Report all lines of the records that contain "text".

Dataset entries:

..............................

//! Right-hand panel of the home layout: notifications, activities, contacts.

use crate::shared::icons::icon;
use leptos::prelude::*;

struct FeedEntry {
    icon: &'static str,
    text: &'static str,
    time: &'static str,
}

const NOTIFICATIONS: &[FeedEntry] = &[
    FeedEntry { icon: "bug", text: "You have a bug that needs to be fixed.", time: "Just now" },
    FeedEntry { icon: "user", text: "New user registered", time: "59 minutes ago" },
    FeedEntry { icon: "bug", text: "You have a bug that needs to be fixed.", time: "12 hours ago" },
    FeedEntry { icon: "radio", text: "Andi Lane subscribed to you", time: "Today, 11:59 AM" },
];

const ACTIVITIES: &[FeedEntry] = &[
    FeedEntry { icon: "user", text: "You have a bug that needs to be fixed.", time: "Just now" },
    FeedEntry { icon: "user", text: "Released a new version", time: "59 minutes ago" },
    FeedEntry { icon: "user", text: "Submitted a bug", time: "12 hours ago" },
    FeedEntry { icon: "user", text: "Modified A data in Page X", time: "Today, 11:59 AM" },
    FeedEntry { icon: "user", text: "Deleted a page in Project X", time: "Feb 2, 2023" },
];

const CONTACTS: &[&str] = &[
    "Natali Craig",
    "Drew Cano",
    "Orlando Diggs",
    "Andi Lane",
    "Kate Morrison",
    "Koray Okumus",
];

fn initials(name: &str) -> String {
    name.split_whitespace()
        .filter_map(|part| part.chars().next())
        .collect()
}

#[component]
fn FeedSection(title: &'static str, entries: &'static [FeedEntry]) -> impl IntoView {
    view! {
        <section class="app-panel__section">
            <h3 class="app-panel__title">{title}</h3>
            {entries.iter().map(|entry| view! {
                <div class="app-panel__entry">
                    <span class="app-panel__entry-icon">{icon(entry.icon)}</span>
                    <div class="app-panel__entry-body">
                        <div class="app-panel__entry-text">{entry.text}</div>
                        <div class="app-panel__entry-time">{entry.time}</div>
                    </div>
                </div>
            }).collect_view()}
        </section>
    }
}

#[component]
pub fn NotificationPanel() -> impl IntoView {
    view! {
        <div class="app-panel__content">
            <FeedSection title="Notifications" entries=NOTIFICATIONS />
            <FeedSection title="Activities" entries=ACTIVITIES />

            <section class="app-panel__section">
                <h3 class="app-panel__title">"Contacts"</h3>
                {CONTACTS.iter().map(|name| view! {
                    <div class="app-panel__entry">
                        <span class="avatar avatar--small">{initials(name)}</span>
                        <span class="app-panel__entry-text">{*name}</span>
                    </div>
                }).collect_view()}
            </section>
        </div>
    }
}
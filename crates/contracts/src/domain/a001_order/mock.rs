//! Built-in sample orders standing in for a real data source.

use once_cell::sync::Lazy;

use super::aggregate::OrderRecord;

const MOCK_ORDERS_JSON: &str = include_str!("mock_orders.json");

static MOCK_ORDERS: Lazy<Result<Vec<OrderRecord>, String>> = Lazy::new(|| {
    serde_json::from_str::<Vec<OrderRecord>>(MOCK_ORDERS_JSON).map_err(|e| e.to_string())
});

/// The ten sample orders, parsed once and cloned per call.
pub fn orders() -> anyhow::Result<Vec<OrderRecord>> {
    match &*MOCK_ORDERS {
        Ok(orders) => Ok(orders.clone()),
        Err(e) => Err(anyhow::anyhow!("Failed to parse mock_orders.json: {}", e)),
    }
}

#[cfg(test)]
mod tests {
    use super::*;
    use crate::domain::a001_order::aggregate::OrderStatus;
    use std::collections::HashSet;

    #[test]
    fn test_mock_orders_load() {
        let orders = orders().unwrap();
        assert_eq!(orders.len(), 10);

        let ids: HashSet<_> = orders.iter().map(|o| o.id.as_str()).collect();
        assert_eq!(ids.len(), 10, "order ids must be unique");

        let first = &orders[0];
        assert_eq!(first.id, "CM9801");
        assert_eq!(first.user, "Natali Craig");
        assert_eq!(first.status, OrderStatus::InProgress);
        assert!(!first.has_document);
        assert!(first.has_calendar);

        let rejected: Vec<_> = orders
            .iter()
            .filter(|o| o.status == OrderStatus::Rejected)
            .map(|o| o.id.as_str())
            .collect();
        assert_eq!(rejected, vec!["CM9805", "CM9810"]);
        assert!(orders[4].has_document);
    }
}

..............................

EXERCISE RESPONSE:
    text: &'static str,
    FeedEntry { icon: "bug", text: "You have a bug that needs to be fixed.", time: "Just now" },
    FeedEntry { icon: "user", text: "New user registered", time: "59 minutes ago" },
    FeedEntry { icon: "bug", text: "You have a bug that needs to be fixed.", time: "12 hours ago" },
    FeedEntry { icon: "radio", text: "Andi Lane subscribed to you", time: "Today, 11:59 AM" },
    FeedEntry { icon: "user", text: "You have a bug that needs to be fixed.", time: "Just now" },
    FeedEntry { icon: "user", text: "Released a new version", time: "59 minutes ago" },
    FeedEntry { icon: "user", text: "Submitted a bug", time: "12 hours ago" },
    FeedEntry { icon: "user", text: "Modified A data in Page X", time: "Today, 11:59 AM" },
    FeedEntry { icon: "user", text: "Deleted a page in Project X", time: "Feb 2, 2023" },
                        <div class="app-panel__entry-text">{entry.text}</div>
                        <span class="app-panel__entry-text">{*name}</span>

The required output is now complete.